Will Personalized Medicine Help in 'Transforming' the Business of Healthcare?

David S. Lester

Disclosures

Personalized Medicine. 2009;6(5):555-565. 

In This Article

Future Perspective: A Personal Vision of Personalized Medicine

I mentioned at the beginning of this perspective that I did not find the present direction/definition for personalized medicine optimal. I will now present my personal preference of the direction that I consider personalized medicine should follow.

The September 2007 Department of Human Health and Services document on personalized healthcare provides a very detailed and informative overview of what this could mean and how we could get there. It also details how this will become the norm, and in certain cases has achieved this status.[114]

However, perhaps in these rapidly evolving times of technology development, what I consider to be the most relevant definition is that found in Wikipedia:

'Personalized Medicine is the concept that managing a patient's health should be based on the individual patient's specific characteristics, including age, gender, height/weight, diet, environment and so on. Recent developments in genetic testing allow the development of 'Genomic Personalized Medicine' and Predictive Medicine, which is the combination of comprehensive genetic testing with proactive, personalized preventive medicine. Personalized medicine is not solely about genomics, however, as personalized medicine is about you, the health consumer. Personalized medicine also allows your healthcare provider, such as your physician, to focus their attention on what makes you, instead of abiding by generalities' [115]

This definition is much broader than that which is often debated at personalized medicine meetings and in related publications. The question is could we move directly to this definition, which a number of stakeholders in healthcare, particularly the patient, would most willingly accept? I believe so. We are presently at a stage where we have many, if not most, of the components that are required to implement a successful program that would encompass these various pieces.

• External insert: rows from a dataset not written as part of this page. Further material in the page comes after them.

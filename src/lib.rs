//! Seasonal ARIMA with exogenous regressors, estimated by maximum likelihood
//! on a linear Gaussian state-space representation.
//!
//! The model for an observed series y_t with optional regressors x_t is
//!
//! ```text
//! phi(L) Phi(L^s) (1 - L)^d (1 - L^s)^D (y_t - x_t beta - trend_t)
//!     = theta(L) Theta(L^s) eps_t,   eps_t ~ N(0, sigma^2)
//! ```
//!
//! cast in Harvey representation so the Kalman filter delivers the exact
//! likelihood, gradients come from complex-step differentiation, and the
//! optimizer works in an unconstrained space via the Monahan transform.
//!
//! # Example
//!
//! ```no_run
//! use sarimax_ss::model::Sarimax;
//! use sarimax_ss::types::{FitOptions, SarimaxConfig, SarimaxOrder, Trend};
//!
//! # fn main() -> Result<(), sarimax_ss::error::SarimaxError> {
//! let y: Vec<f64> = vec![0.0; 200]; // observed series
//! let config = SarimaxConfig::new(SarimaxOrder::new(1, 0, 1, 0, 0, 0, 0), Trend::Constant);
//! let model = Sarimax::new(y, None, config)?;
//! let fit = model.fit(FitOptions::default())?;
//! let forecast = model.forecast(&fit.params, 12, 0.05, None)?;
//! # Ok(())
//! # }
//! ```

pub mod batch;
pub mod error;
pub mod forecast;
pub mod initialization;
pub mod kalman;
pub mod model;
pub mod optimizer;
pub mod params;
pub mod polynomial;
pub mod score;
pub mod start_params;
pub mod state_space;
pub mod types;

pub use error::{Result, SarimaxError};
pub use forecast::{ForecastResult, ResidualOutput};
pub use initialization::Initialization;
pub use model::Sarimax;
pub use types::{FitMethod, FitOptions, FitResult, SarimaxConfig, SarimaxOrder, Trend};
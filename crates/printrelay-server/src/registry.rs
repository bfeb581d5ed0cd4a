// SPDX-License-Identifier: PMPL-1.0-or-later
// Copyright (c) 2026 Jonathan D.A. Jewell (hyperpolymath) <jonathan.jewell@open.ac.uk>
//
// Printer registry.
//
// One entry per address, kept in insertion order for stable display.  Writes
// are serialized behind an `RwLock`; readers proceed concurrently and always
// receive owned snapshots.

use std::collections::HashSet;
use std::net::IpAddr;
use std::sync::{PoisonError, RwLock, RwLockReadGuard, RwLockWriteGuard};

use indexmap::IndexMap;
use tracing::{debug, info};

use printrelay_core::error::{PrintRelayError, Result};
use printrelay_core::types::{Printer, PrinterId, PrinterStatus};

/// How `add` treats an address that is already registered.
#[derive(Debug, Clone, Copy, PartialEq, Eq)]
pub enum AddMode {
    /// Fail with `AlreadyExists`.
    Reject,
    /// Merge the new record over the existing one.
    Merge,
}

/// Thread-safe store of known printers.
#[derive(Debug, Default)]
pub struct PrinterRegistry {
    printers: RwLock<IndexMap<IpAddr, Printer>>,
}

impl PrinterRegistry {
    pub fn new() -> Self {
        Self::default()
    }

    fn read(&self) -> RwLockReadGuard<'_, IndexMap<IpAddr, Printer>> {
        self.printers.read().unwrap_or_else(PoisonError::into_inner)
    }

    fn write(&self) -> RwLockWriteGuard<'_, IndexMap<IpAddr, Printer>> {
        self.printers.write().unwrap_or_else(PoisonError::into_inner)
    }

    /// Insert a printer, or merge it into an existing entry when `mode` is
    /// `Merge`.  Returns the stored record.
    pub fn add(&self, printer: Printer, mode: AddMode) -> Result<Printer> {
        let mut printers = self.write();
        match printers.get_mut(&printer.address) {
            Some(_) if mode == AddMode::Reject => {
                Err(PrintRelayError::AlreadyExists(printer.address))
            }
            Some(existing) => {
                existing.merge_from(&printer);
                debug!(addr = %printer.address, "printer merged");
                Ok(existing.clone())
            }
            None => {
                info!(addr = %printer.address, name = %printer.display_name(), "printer registered");
                printers.insert(printer.address, printer.clone());
                Ok(printer)
            }
        }
    }

    pub fn get(&self, address: IpAddr) -> Option<Printer> {
        self.read().get(&address).cloned()
    }

    pub fn get_by_id(&self, id: PrinterId) -> Option<Printer> {
        self.get(id.address())
    }

    pub fn contains(&self, address: IpAddr) -> bool {
        self.read().contains_key(&address)
    }

    /// All printers in insertion order.
    pub fn list(&self) -> Vec<Printer> {
        self.read().values().cloned().collect()
    }

    pub fn len(&self) -> usize {
        self.read().len()
    }

    pub fn is_empty(&self) -> bool {
        self.read().is_empty()
    }

    /// Remove a printer, keeping the order of the others.
    pub fn remove(&self, address: IpAddr) -> Option<Printer> {
        let removed = self.write().shift_remove(&address);
        if removed.is_some() {
            info!(addr = %address, "printer removed");
        }
        removed
    }

    pub fn set_status(&self, address: IpAddr, status: PrinterStatus) -> Result<()> {
        self.update(address, |printer| printer.status = status)
            .ok_or(PrintRelayError::UnknownPrinter(PrinterId(address)))
    }

    /// Apply `f` to the printer at `address`, if registered.
    pub fn update<R>(&self, address: IpAddr, f: impl FnOnce(&mut Printer) -> R) -> Option<R> {
        self.write().get_mut(&address).map(f)
    }

    /// Mark every printer whose address is not in `seen` as offline.
    /// Returns the addresses that changed.
    pub fn mark_offline_except(&self, seen: &HashSet<IpAddr>) -> Vec<IpAddr> {
        let mut printers = self.write();
        let mut changed = Vec::new();
        for (address, printer) in printers.iter_mut() {
            if !seen.contains(address) && printer.status != PrinterStatus::Offline {
                printer.status = PrinterStatus::Offline;
                changed.push(*address);
            }
        }
        changed
    }

    pub fn clear(&self) {
        let mut printers = self.write();
        if !printers.is_empty() {
            debug!(count = printers.len(), "registry cleared");
        }
        printers.clear();
    }
}
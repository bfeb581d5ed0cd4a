// SPDX-License-Identifier: PMPL-1.0-or-later
// Copyright (c) 2026 Jonathan D.A. Jewell (hyperpolymath) <jonathan.jewell@open.ac.uk>
//
// Relay configuration.

use std::net::Ipv4Addr;
use std::path::Path;
use std::time::Duration;

use serde::{Deserialize, Serialize};
use tracing::{debug, info};

use crate::error::{PrintRelayError, Result};

/// Ports conventionally associated with print services, probed on every host
/// during a subnet scan.
pub const DEFAULT_CANDIDATE_PORTS: [u16; 9] = [631, 9100, 515, 721, 35, 2000, 8080, 80, 443];

/// Ports probed when a printer is added by address.
pub const DEFAULT_MANUAL_PORTS: [u16; 7] = [631, 9100, 515, 721, 35, 2000, 8080];

/// Runtime settings for discovery and dispatch.
#[derive(Debug, Clone, PartialEq, Eq, Serialize, Deserialize)]
#[serde(default)]
pub struct RelayConfig {
    /// Ports probed on every host of the subnet, in identification order.
    pub candidate_ports: Vec<u16>,
    /// Ports probed for a manually added printer.
    pub manual_ports: Vec<u16>,
    /// Maximum number of in-flight probe/identify operations across a scan.
    pub concurrency_limit: usize,
    /// Connect timeout for a single port probe.
    pub probe_timeout_ms: u64,
    /// Budget for a single protocol identification exchange.
    pub identify_timeout_ms: u64,
    /// Upper bound for a whole subnet scan; partial results are kept.
    pub scan_timeout_secs: u64,
    /// Upper bound for transmitting one job to a printer.
    pub transmit_timeout_secs: u64,
    /// Number of recent jobs retained in history.
    pub job_history_capacity: usize,
    /// Local IPv4 address override (auto-detected when absent).
    pub local_address: Option<Ipv4Addr>,
    /// LPD queue name used for status queries and job submission.
    pub lpd_queue: String,
}

impl Default for RelayConfig {
    fn default() -> Self {
        Self {
            candidate_ports: DEFAULT_CANDIDATE_PORTS.to_vec(),
            manual_ports: DEFAULT_MANUAL_PORTS.to_vec(),
            concurrency_limit: 48,
            probe_timeout_ms: 500,
            identify_timeout_ms: 2000,
            scan_timeout_secs: 60,
            transmit_timeout_secs: 60,
            job_history_capacity: 5,
            local_address: None,
            lpd_queue: "lp".into(),
        }
    }
}

impl RelayConfig {
    /// Load configuration from a JSON file.
    ///
    /// A missing file yields the defaults.  A file that exists but cannot be
    /// parsed is an error rather than a silent fallback.
    pub fn load(path: impl AsRef<Path>) -> Result<Self> {
        let path = path.as_ref();
        let data = match std::fs::read_to_string(path) {
            Ok(data) => data,
            Err(e) if e.kind() == std::io::ErrorKind::NotFound => {
                debug!(path = %path.display(), "no config file, using defaults");
                return Ok(Self::default());
            }
            Err(e) => return Err(PrintRelayError::Io(e)),
        };

        let config: Self = serde_json::from_str(&data)
            .map_err(|e| PrintRelayError::Config(format!("{}: {e}", path.display())))?;
        info!(path = %path.display(), "configuration loaded");
        Ok(config.normalized())
    }

    /// Persist configuration as pretty-printed JSON.
    pub fn save(&self, path: impl AsRef<Path>) -> Result<()> {
        let json = serde_json::to_string_pretty(self)?;
        std::fs::write(path, json)?;
        Ok(())
    }

    /// Clamp values that would make discovery or dispatch degenerate.
    pub fn normalized(mut self) -> Self {
        self.concurrency_limit = self.concurrency_limit.max(1);
        self.job_history_capacity = self.job_history_capacity.max(1);
        self.probe_timeout_ms = self.probe_timeout_ms.max(1);
        dedup_in_order(&mut self.candidate_ports);
        dedup_in_order(&mut self.manual_ports);
        self
    }

    pub fn probe_timeout(&self) -> Duration {
        Duration::from_millis(self.probe_timeout_ms)
    }

    pub fn identify_timeout(&self) -> Duration {
        Duration::from_millis(self.identify_timeout_ms)
    }

    pub fn scan_timeout(&self) -> Duration {
        Duration::from_secs(self.scan_timeout_secs)
    }

    pub fn transmit_timeout(&self) -> Duration {
        Duration::from_secs(self.transmit_timeout_secs)
    }
}

/// Remove repeated ports while keeping the first occurrence's position.
fn dedup_in_order(ports: &mut Vec<u16>) {
    let mut seen = std::collections::HashSet::new();
    ports.retain(|p| seen.insert(*p));
}
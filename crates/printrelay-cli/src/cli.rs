// SPDX-License-Identifier: PMPL-1.0-or-later
// Copyright (c) 2026 Jonathan D.A. Jewell (hyperpolymath) <jonathan.jewell@open.ac.uk>
//
// Command-line arguments.

use std::net::{IpAddr, Ipv4Addr};
use std::path::PathBuf;

use clap::{Args, Parser, Subcommand};

use printrelay_core::config::RelayConfig;
use printrelay_core::error::Result;

#[derive(Debug, Parser)]
#[command(name = "printrelay", version, about = "Discover LAN printers and relay print jobs to them")]
pub struct Cli {
    #[command(flatten)]
    pub global: GlobalOpts,

    #[command(subcommand)]
    pub command: Command,
}

/// Options shared by every subcommand.
#[derive(Debug, Args)]
pub struct GlobalOpts {
    /// Path to the JSON configuration file
    #[arg(
        long,
        short = 'c',
        env = "PRINTRELAY_CONFIG",
        default_value = "printrelay.json",
        global = true
    )]
    pub config: PathBuf,

    /// Maximum concurrent probes during a scan
    #[arg(long, global = true)]
    pub concurrency: Option<usize>,

    /// Connect timeout for a single port probe, in milliseconds
    #[arg(long, global = true)]
    pub probe_timeout_ms: Option<u64>,

    /// Local IPv4 address to scan from (auto-detected when omitted)
    #[arg(long, env = "PRINTRELAY_LOCAL_ADDRESS", global = true)]
    pub local_address: Option<Ipv4Addr>,

    /// Print results as JSON
    #[arg(long, global = true)]
    pub json: bool,

    /// Enable debug logging
    #[arg(long, short = 'v', global = true)]
    pub verbose: bool,
}

impl GlobalOpts {
    /// The configuration file with command-line overrides applied.
    pub fn resolve_config(&self) -> Result<RelayConfig> {
        let mut config = RelayConfig::load(&self.config)?;
        self.apply_overrides(&mut config);
        Ok(config.normalized())
    }

    fn apply_overrides(&self, config: &mut RelayConfig) {
        if let Some(limit) = self.concurrency {
            config.concurrency_limit = limit;
        }
        if let Some(timeout) = self.probe_timeout_ms {
            config.probe_timeout_ms = timeout;
        }
        if self.local_address.is_some() {
            config.local_address = self.local_address;
        }
    }
}

#[derive(Debug, Subcommand)]
pub enum Command {
    /// Scan the local /24 subnet once and list the printers found
    Scan,

    /// Start the relay and log job activity until interrupted
    Serve {
        /// Re-scan the subnet at this interval, in seconds
        #[arg(long)]
        rescan_secs: Option<u64>,
    },

    /// Send a file to a printer
    Print {
        /// Document to print
        file: PathBuf,

        /// Address of the target printer
        #[arg(long, short = 'p')]
        printer: IpAddr,

        /// Client identifier recorded on the job
        #[arg(long, default_value = "printrelay-cli")]
        client: String,
    },

    /// Probe a single address and show the printer found there
    Add {
        address: IpAddr,
    },

    /// Show the effective configuration
    Config {
        /// Write it back to the configuration file
        #[arg(long)]
        write: bool,
    },
}

#[cfg(test)]
mod tests {
    use super::*;

    #[test]
    fn print_requires_a_printer() {
        let err = Cli::try_parse_from(["printrelay", "print", "doc.pdf"]).expect_err("missing --printer");
        assert_eq!(err.kind(), clap::error::ErrorKind::MissingRequiredArgument);

        let cli = Cli::try_parse_from(["printrelay", "print", "doc.pdf", "--printer", "192.168.1.5"])
            .expect("parse");
        match cli.command {
            Command::Print { file, printer, client } => {
                assert_eq!(file, PathBuf::from("doc.pdf"));
                assert_eq!(printer, IpAddr::V4(Ipv4Addr::new(192, 168, 1, 5)));
                assert_eq!(client, "printrelay-cli");
            }
            other => panic!("unexpected command: {other:?}"),
        }
    }

    #[test]
    fn global_flags_follow_the_subcommand() {
        let cli = Cli::try_parse_from([
            "printrelay",
            "scan",
            "--concurrency",
            "8",
            "--local-address",
            "10.0.0.7",
            "-v",
        ])
        .expect("parse");
        assert!(matches!(cli.command, Command::Scan));
        assert_eq!(cli.global.concurrency, Some(8));
        assert_eq!(cli.global.local_address, Some(Ipv4Addr::new(10, 0, 0, 7)));
        assert!(cli.global.verbose);
    }

    #[test]
    fn overrides_apply_on_top_of_the_file() {
        let dir = tempfile::tempdir().expect("tempdir");
        let path = dir.path().join("relay.json");
        let stored = RelayConfig {
            concurrency_limit: 16,
            lpd_queue: "raw".into(),
            ..RelayConfig::default()
        };
        stored.save(&path).expect("save");

        let cli = Cli::try_parse_from([
            "printrelay",
            "--config",
            path.to_str().expect("utf-8 path"),
            "--probe-timeout-ms",
            "150",
            "scan",
        ])
        .expect("parse");
        let config = cli.global.resolve_config().expect("resolve");

        assert_eq!(config.concurrency_limit, 16);
        assert_eq!(config.probe_timeout_ms, 150);
        assert_eq!(config.lpd_queue, "raw");
    }

    #[test]
    fn zero_concurrency_is_clamped() {
        let dir = tempfile::tempdir().expect("tempdir");
        let path = dir.path().join("missing.json");
        let cli = Cli::try_parse_from([
            "printrelay",
            "--config",
            path.to_str().expect("utf-8 path"),
            "--concurrency",
            "0",
            "scan",
        ])
        .expect("parse");

        let config = cli.global.resolve_config().expect("resolve");
        assert_eq!(config.concurrency_limit, 1);
    }
}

The present problem is that the solutions are being developed as individual solutions, whereas the reality is that the solution is made up of multiple components that need to be integrated. The Wikipedia definition of personalized medicine requires multiple product development and subsequent integration. At a recent Arrowhead Publishers Personalized Medicine meeting (held in Baltimore, MD, USA, April 23-24, 2009), Patrick Terry, CEO of Technic Solutions (Washington DC, USA) and a co-founder of Genomic Health, talked of the integration of diagnostic macromolecules (DNA, RNA and protein), and the use of systems approaches to provide the necessary information for defining personalized medicine. Entelos (CA, USA) uses a systems approach to define the 'virtual patient'.[116] At the recent 16th International Molecular Medicine Conference in San Francisco (CA, USA), the popular National Public Radio spokesperson, David Ewing Duncan, spoke of his experience being exposed to the tremendous diversity of personal scientific tests, imaging, protein, genetic and so on, that are available to the average consumer. This is an expensive 'experiment' providing massive amounts of personal data, but the overall relevance of the majority of tests was unclear. His presentation made the case that it is not about simply collecting lots of personal scientific-related data. What was missing from his personal analysis was integration and subsequent decision-making processes. Theranos (CA, USA) combines the systems approach with protein diagnostics and personal lifestyle and regular behavioral information to create a patient health record that can provide an individualized phenotype that captures the evolving nature of personal health and healthcare.[117] In this perspective of personalized medicine, the most important technologies are what I refer to as the 'glue' technologies, health IT. It will be the collection, aggregation and analysis of the information that will be the most important component of achieving a value-driven healthcare solution.

While personalized medicine is a reality, it is not a matter of developing new and 'better' technologies. While this still needs to continue, we have to focus on the approaches we now have and determine improved approaches for capitalizing on this data. It is not a matter of one technology, or one test, versus another, rather what we can learn from the combined information of these technologies.

As mentioned earlier, healthcare is presently a 'technology-push' industry. My analogy for the consequence of this approach is that each stakeholder in this space considers themselves to be the 'iPod' and the other stakeholder is the 'accessory'. The reality is that what is required is that the patient becomes the 'iPod'. See Figure 2A&B in relation to the desired changes in healthcare models. Optimally, for disease management/treatment, the patient would partner with the provider to determine the best path to reach a nondisease state. There needs to be significant transparent technology activities that the patient and provider do not necessarily understand, but rather they both experience the products that would be expressed as choices; choices that provide the best outcome in terms of disease management, but those choices that also fit the individual lifestyle of the patient to ensure that they will adhere to the recommendations. Managing healthcare should be seen as a 'team' concept. In terms of health and wellness or keeping healthy, the consumer would work alone or with a trainer (real or virtual) to map out their path forward and tools for managing their progress. This would lead to individualized health and medicine, which would result in best outcomes.

Figure 2.

The future implementation of healthcare? (A) The scenario today. Each of the healthcare stakeholders considers themselves to be the 'iPod' and the others to be the 'accessories'. A 'technology-push' business model. (B) The scenario of the future. The consumer/patient becomes the 'iPod' and they play a critical role in the decision-making of which 'accessory'. The 'market-pull' business model.